Artificial intelligence could help lower colon cancer rates in Hawaii, experts say
HONOLULU (HawaiiNewsNow) - Each year, about a third of the 160,000 people diagnosed with colon cancer die. But experts say those deaths are preventable if the cancer is detected and treated early through screenings like a colonoscopy -- where a doctor uses a long tube with a fiber optic camera to look for abnormal growths in your large intestine.
Now three clinics on Oahu are the first to use artificial intelligence in colonoscopies. Gastroenterology expert Dr Yousif A-Rahim says AI is revolutioning the healthcare industry and helping doctors work smarter.
“We look at things we our eyes are trained AI takes us a very long time to train to do what we do to look for abnormalities. And so computer vision is a segment of AI, which basically we use in our machines here. And the machine. And in this case, it’s a the only FDA approved artificial intelligence device in the United States called GI Genius,” said Dr. A-Rahim, chief medical officer for Covenant Physician Partners. “Unlike a human being who can get tired, your eyes can get tired, you can get distracted, unintentional blindness can happen, you may just completely miss things, you may get fatigued because you’re doing too many cases per day.

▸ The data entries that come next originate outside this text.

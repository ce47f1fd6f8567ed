//! Shared plumbing for widget tests: a TestBackend render harness driving
//! real render cycles, key-event helpers, and a recording API client (the
//! injected stand-in for network mocking).

use async_trait::async_trait;
use crossterm::event::{KeyCode, KeyEvent, KeyModifiers};
use parking_lot::Mutex;
use ratatui::{Terminal, backend::TestBackend};
use serde_json::Value;
use std::collections::VecDeque;
use std::rc::Rc;
use std::sync::Arc;
use std::time::Duration;
use weft_core::api::{ApiClient, ApiError};
use weft_core::hooks::HookContext;
use weft_core::{Component, clear_global_handlers, process_global_event};
use weft_runtime::draw_element;

// The key registry and redraw flag are process globals; every test that
// registers handlers or fires events must hold this.
pub static GLOBALS_LOCK: Mutex<()> = Mutex::new(());

/// A terminal-free host: one hook context plus a TestBackend, driven through
/// the same render cycle the runtime loop uses
pub struct Harness {
    terminal: Terminal<TestBackend>,
    context: Rc<HookContext>,
}

impl Harness {
    pub fn new(width: u16, height: u16) -> Self {
        clear_global_handlers();
        Self {
            terminal: Terminal::new(TestBackend::new(width, height)).unwrap(),
            context: Rc::new(HookContext::new()),
        }
    }

    /// Run one render cycle
    pub fn draw<T: Component>(&mut self, view: &T) {
        draw_element(&mut self.terminal, view, &self.context).unwrap();
    }

    /// The rendered frame as plain text, row by row
    pub fn text(&self) -> String {
        let buffer = self.terminal.backend().buffer();
        let mut text = String::new();
        for y in 0..buffer.area.height {
            for x in 0..buffer.area.width {
                text.push_str(buffer[(x, y)].symbol());
            }
            text.push('\n');
        }
        text
    }

    /// Style of the cell at (x, y), for theme assertions
    pub fn style_at(&self, x: u16, y: u16) -> ratatui::style::Style {
        self.terminal.backend().buffer()[(x, y)].style()
    }
}

impl Drop for Harness {
    fn drop(&mut self) {
        clear_global_handlers();
    }
}

pub fn press(code: KeyCode) -> KeyEvent {
    KeyEvent::new(code, KeyModifiers::NONE)
}

pub fn press_key(code: KeyCode) -> bool {
    process_global_event(&press(code))
}

pub fn type_str(text: &str) {
    for c in text.chars() {
        press_key(KeyCode::Char(c));
    }
}

/// One recorded call against the mock client
#[derive(Debug, Clone, PartialEq)]
pub struct RecordedCall {
    pub method: &'static str,
    pub url: String,
    pub body: Option<Value>,
}

enum Scripted {
    Reply(Result<Value, ApiError>),
    Stall,
}

/// Recording [`ApiClient`]: replies come from a scripted queue, every call
/// is captured for assertions
pub struct MockApiClient {
    script: Mutex<VecDeque<Scripted>>,
    calls: Mutex<Vec<RecordedCall>>,
}

impl MockApiClient {
    pub fn new() -> Arc<Self> {
        Arc::new(Self {
            script: Mutex::new(VecDeque::new()),
            calls: Mutex::new(Vec::new()),
        })
    }

    pub fn reply_ok(self: &Arc<Self>, value: Value) -> Arc<Self> {
        self.script.lock().push_back(Scripted::Reply(Ok(value)));
        self.clone()
    }

    pub fn reply_err(self: &Arc<Self>, error: ApiError) -> Arc<Self> {
        self.script.lock().push_back(Scripted::Reply(Err(error)));
        self.clone()
    }

    /// The next call records itself and then never completes
    pub fn stall_next(self: &Arc<Self>) -> Arc<Self> {
        self.script.lock().push_back(Scripted::Stall);
        self.clone()
    }

    pub fn calls(&self) -> Vec<RecordedCall> {
        self.calls.lock().clone()
    }

    async fn respond(&self, call: RecordedCall) -> Result<Value, ApiError> {
        self.calls.lock().push(call);
        let next = self.script.lock().pop_front();
        match next {
            Some(Scripted::Reply(reply)) => reply,
            Some(Scripted::Stall) => {
                tokio::time::sleep(Duration::from_secs(3600)).await;
                unreachable!("stalled call should have been aborted")
            }
            None => Ok(Value::Null),
        }
    }
}

#[async_trait]
impl ApiClient for MockApiClient {
    async fn get_json(&self, url: &str) -> Result<Value, ApiError> {
        self.respond(RecordedCall {
            method: "GET",
            url: url.to_string(),
            body: None,
        })
        .await
    }

    async fn post_json(&self, url: &str, body: &Value) -> Result<Value, ApiError> {
        self.respond(RecordedCall {
            method: "POST",
            url: url.to_string(),
            body: Some(body.clone()),
        })
        .await
    }
}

A computer does not get sick does not get tired.”
“It serves as a second set of eyes for the physician during a colonoscopy procedure, something that everybody above the age of 45 should be receiving. Right. So this touches a lot of patients lives and a lot of physicians hands. And ultimately, what it does is it has a database of 13 million images of polyps of all shapes, sizes, morphology, and it’s cross cross referencing the live footage that the physician is looking at, in real time with this database. And anytime there’s an abnormality, as we call it in the patient’s body, the GI genius will put a very simple green box around the suspicious area, then highlighting that area for the physician,” explained Andrew Namanny of MedTronic Artificial Intelligence.
This new tool is already raising the bar for colon cancer detection, experts say.

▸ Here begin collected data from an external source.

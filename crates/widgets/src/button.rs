//! A button that takes its colors from the ambient theme.

use ratatui::{
    Frame,
    layout::{Alignment, Rect},
    widgets::{Block, Borders, Paragraph},
};
use weft_core::Component;
use weft_core::hooks::callback::Callback;
use weft_core::hooks::context::use_context_with_default;

use crate::theme::Theme;

/// Button styled by the [`Theme`] provided by an ancestor; with no provider
/// it renders in the light palette
#[derive(Clone)]
pub struct ThemedButton {
    label: String,
    on_press: Callback<()>,
}

impl ThemedButton {
    pub fn new(label: impl Into<String>) -> Self {
        Self {
            label: label.into(),
            on_press: Callback::noop(),
        }
    }

    pub fn on_press(mut self, on_press: Callback<()>) -> Self {
        self.on_press = on_press;
        self
    }

    pub fn label(&self) -> &str {
        &self.label
    }

    /// Emit the press callback
    pub fn press(&self) {
        self.on_press.emit(());
    }
}

impl Component for ThemedButton {
    fn render(&self, area: Rect, frame: &mut Frame) {
        let theme: Theme = use_context_with_default();
        let widget = Paragraph::new(self.label.clone())
            .style(theme.style())
            .alignment(Alignment::Center)
            .block(Block::default().borders(Borders::ALL).style(theme.style()));
        frame.render_widget(widget, area);
    }

    fn component_id(&self) -> String {
        format!("ThemedButton:{}", self.label)
    }
}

“They did back to back colonoscopies, one with artificial intelligence and one without, and what they saw is that adding artificial intelligence cut the miss rate in half, just by adding GI Genius to the procedures,” Namanny said.
Health experts believe the real winners are patients.
“I do feel peace of mind that there’s an additional layer of I guess, technology there to help the doctors and nurses,” said one colonoscopy patient who asked us not to disclose her identity.
It’s another good reason to get screened for colon cancer when you’re 45 years old and older, even if you don’t have symptoms.